[Stored data]
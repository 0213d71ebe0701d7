//! `requestAnimationFrame` loop used to keep the captured surface fresh while streaming.

use std::cell::{Cell, RefCell};
use std::rc::Rc;
use wasm_bindgen::JsCast;
use wasm_bindgen::closure::Closure;

type FrameCallback = Closure<dyn FnMut()>;

/// A cancellable animation-frame loop.
///
/// The callback closure stays allocated after [`FrameLoop::stop`] so that stopping
/// from inside a frame never frees the closure that is running.
#[derive(Default)]
pub struct FrameLoop {
    running: Rc<Cell<bool>>,
    handle: Rc<Cell<Option<i32>>>,
    callback: Rc<RefCell<Option<FrameCallback>>>,
}

fn request_frame(callback: &FrameCallback) -> Option<i32> {
    let window = web_sys::window()?;
    window
        .request_animation_frame(callback.as_ref().unchecked_ref())
        .ok()
}

impl FrameLoop {
    pub fn new() -> Self {
        Self::default()
    }

    pub fn is_running(&self) -> bool {
        self.running.get()
    }

    /// Call `on_frame` once per animation frame until [`FrameLoop::stop`].
    pub fn start(&self, mut on_frame: impl FnMut() + 'static) {
        if self.running.replace(true) {
            return;
        }
        let running = self.running.clone();
        let handle = self.handle.clone();
        let slot = self.callback.clone();
        let closure = Closure::wrap(Box::new(move || {
            if !running.get() {
                return;
            }
            on_frame();
            if running.get() {
                if let Some(callback) = slot.borrow().as_ref() {
                    handle.set(request_frame(callback));
                }
            }
        }) as Box<dyn FnMut()>);
        self.handle.set(request_frame(&closure));
        *self.callback.borrow_mut() = Some(closure);
        log::debug!("Frame loop started");
    }

    pub fn stop(&self) {
        if !self.running.replace(false) {
            return;
        }
        if let Some(id) = self.handle.take() {
            if let Some(window) = web_sys::window() {
                let _ = window.cancel_animation_frame(id);
            }
        }
        log::debug!("Frame loop stopped");
    }
}

impl Drop for FrameLoop {
    fn drop(&mut self) {
        self.stop();
        self.callback.borrow_mut().take();
    }
}
#[cfg(test)]
mod tests {
    use super::*;
    use crate::transport::{HttpResponse, Method};
    use std::cell::RefCell;
    use std::future::Future;

    fn block_on<F: Future>(f: F) -> F::Output {
        use std::task::{Context, Poll, RawWaker, RawWakerVTable, Waker};

        fn dummy_raw_waker() -> RawWaker {
            fn no_op(_: *const ()) {}
            fn clone(_: *const ()) -> RawWaker {
                dummy_raw_waker()
            }
            static VTABLE: RawWakerVTable = RawWakerVTable::new(clone, no_op, no_op, no_op);
            RawWaker::new(std::ptr::null(), &VTABLE)
        }

        let waker = unsafe { Waker::from_raw(dummy_raw_waker()) };
        let mut cx = Context::from_waker(&waker);
        let mut f = std::pin::pin!(f);
        loop {
            if let Poll::Ready(result) = f.as_mut().poll(&mut cx) {
                return result;
            }
        }
    }

    struct RecordingTransport {
        requests: RefCell<Vec<HttpRequest>>,
        reply: RefCell<Result<HttpResponse, TransportError>>,
    }

    impl RecordingTransport {
        fn replying(reply: Result<HttpResponse, TransportError>) -> Rc<Self> {
            Rc::new(Self {
                requests: RefCell::new(Vec::new()),
                reply: RefCell::new(reply),
            })
        }
    }

    impl HttpTransport for RecordingTransport {
        fn send(&self, request: HttpRequest) -> BoxFuture<'_, Result<HttpResponse, TransportError>> {
            self.requests.borrow_mut().push(request);
            let reply = self.reply.borrow().clone();
            Box::pin(async move { reply })
        }
    }

    #[test]
    fn test_status_urls() {
        let proxy = StatusEndpoint::default();
        assert_eq!(proxy.url_for("str 1/x"), "/api/stream?streamId=str%201%2Fx");
        let direct = StatusEndpoint::Direct {
            base: "https://daydream.live/api/streams/".into(),
        };
        assert_eq!(direct.url_for("abc"), "https://daydream.live/api/streams/abc/status");
    }

    #[test]
    fn test_playback_url() {
        assert_eq!(
            playback_url("https://lvpr.tv/", "pb 1&x").unwrap(),
            "https://lvpr.tv/?v=pb+1%26x"
        );
        assert!(playback_url("https://lvpr.tv/", "").is_err());
        assert!(playback_url("not a url", "id").is_err());
    }

    #[test]
    fn test_update_prompt_request_shape() {
        let http = RecordingTransport::replying(Ok(HttpResponse::new(200, "OK", "{}")));
        let api = StreamApi::new(
            http.clone(),
            ApiConfig {
                api_key: Some("secret".into()),
                ..ApiConfig::default()
            },
        );
        block_on(api.update_prompt("str_9", &PromptParams::prompt("a watercolor fox"))).unwrap();

        let requests = http.requests.borrow();
        let req = &requests[0];
        assert_eq!(req.method, Method::Post);
        assert_eq!(req.url, "https://api.daydream.live/beta/streams/str_9/prompts");
        assert!(req.headers.contains(&("Authorization".into(), "Bearer secret".into())));
        let body: serde_json::Value = serde_json::from_str(req.body.as_deref().unwrap()).unwrap();
        assert_eq!(body, serde_json::json!({ "params": { "prompt": "a watercolor fox" } }));
    }

    #[test]
    fn test_full_params_serialization() {
        let params = PromptParams {
            model_id: Some("streamdiffusion".into()),
            prompt: Some("city at night".into()),
            guidance_scale: Some(1.2),
            num_inference_steps: Some(50),
            width: Some(512),
            height: Some(512),
            controlnets: vec![ControlNet {
                model_id: "thibaud/controlnet-sd21-openpose-diffusers".into(),
                conditioning_scale: 0.5,
                preprocessor: "pose_tensorrt".into(),
                enabled: true,
                control_guidance_start: Some(0.0),
                control_guidance_end: Some(1.0),
            }],
        };
        let value = serde_json::to_value(&params).unwrap();
        assert_eq!(value["controlnets"][0]["preprocessor"], "pose_tensorrt");
        assert_eq!(value["num_inference_steps"], 50);
        let back: PromptParams = serde_json::from_value(value).unwrap();
        assert_eq!(back, params);
    }

    #[test]
    fn test_prompt_failure_is_logged_not_returned() {
        let http = RecordingTransport::replying(Ok(HttpResponse::new(401, "Unauthorized", "bad key")));
        let api = StreamApi::new(http.clone(), ApiConfig::default());
        let err = block_on(api.update_prompt("s", &PromptParams::prompt("x"))).unwrap_err();
        assert!(matches!(err, ApiError::Status { status: 401, .. }));
        block_on(api.send_prompt("s", &PromptParams::prompt("x")));
        assert_eq!(http.requests.borrow().len(), 2);
    }

    #[test]
    fn test_get_status() {
        let http = RecordingTransport::replying(Ok(HttpResponse::new(
            200,
            "OK",
            r#"{"data":{"stream_id":"s1","gateway_status":{"error_message":""}}}"#,
        )));
        let api = StreamApi::new(http.clone(), ApiConfig::default());
        let status = block_on(api.fetch_status("s1")).unwrap();
        assert_eq!(status.stream_id(), Some("s1"));
        assert_eq!(http.requests.borrow()[0].url, "/api/stream?streamId=s1");

        *http.reply.borrow_mut() = Err(TransportError::Network("offline".into()));
        assert!(matches!(
            block_on(api.get_status("s1")),
            Err(ApiError::Transport(_))
        ));
        *http.reply.borrow_mut() = Ok(HttpResponse::new(200, "OK", "<html>"));
        assert!(matches!(block_on(api.get_status("s1")), Err(ApiError::Parse(_))));
    }

    #[test]
    fn test_create_stream_uses_api_base() {
        let http = RecordingTransport::replying(Ok(HttpResponse::new(
            201,
            "Created",
            r#"{"id":"str_1","whip_url":"https://ingest/whip/str_1","output_playback_id":"pb_1","extra":true}"#,
        )));
        let api = StreamApi::new(
            http.clone(),
            ApiConfig {
                api_base: "https://api.example/v1/".into(),
                api_key: Some("secret".into()),
                ..ApiConfig::default()
            },
        );
        let created = block_on(api.create_stream("pip_1")).unwrap();
        assert_eq!(created.id, "str_1");

        let requests = http.requests.borrow();
        assert_eq!(requests[0].url, "https://api.example/v1/streams");
        assert!(requests[0].headers.contains(&("Authorization".into(), "Bearer secret".into())));
        let body: Value = serde_json::from_str(requests[0].body.as_deref().unwrap()).unwrap();
        assert_eq!(body, serde_json::json!({ "pipeline_id": "pip_1" }));

        let mut workspace = Workspace::default();
        created.apply_to(&mut workspace);
        assert_eq!(workspace.stream_id(), Some("str_1"));
        assert_eq!(workspace.whip_url(), Some("https://ingest/whip/str_1"));
        assert_eq!(workspace.playback_id(), Some("pb_1"));
    }

    #[test]
    fn test_create_stream_errors() {
        let http = RecordingTransport::replying(Ok(HttpResponse::new(403, "Forbidden", "no")));
        let api = StreamApi::new(http.clone(), ApiConfig::default());
        assert!(matches!(
            block_on(api.create_stream("pip")),
            Err(ApiError::Status { status: 403, .. })
        ));
        *http.reply.borrow_mut() = Ok(HttpResponse::new(200, "OK", "{}"));
        assert!(matches!(block_on(api.create_stream("pip")), Err(ApiError::Parse(_))));
        assert_eq!(http.requests.borrow()[0].url, "https://api.daydream.live/v1/streams");
    }

    #[test]
    fn test_response_json() {
        assert_eq!(response_json(r#"{"ok":1}"#.into()), serde_json::json!({ "ok": 1 }));
        assert_eq!(response_json("plain".into()), Value::String("plain".into()));
        assert_eq!(response_json(" ".into()), Value::Null);
    }
}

(What is required): Please, from the entries above, set down exactly the lines from the one containing "if let Some(callback)" through the one containing "let _ = window.cancel_animation_frame(id);", and only those.

(Response to this exercise):
                if let Some(callback) = slot.borrow().as_ref() {
                    handle.set(request_frame(callback));
                }
            }
        }) as Box<dyn FnMut()>);
        self.handle.set(request_frame(&closure));
        *self.callback.borrow_mut() = Some(closure);
        log::debug!("Frame loop started");
    }

    pub fn stop(&self) {
        if !self.running.replace(false) {
            return;
        }
        if let Some(id) = self.handle.take() {
            if let Some(window) = web_sys::window() {
                let _ = window.cancel_animation_frame(id);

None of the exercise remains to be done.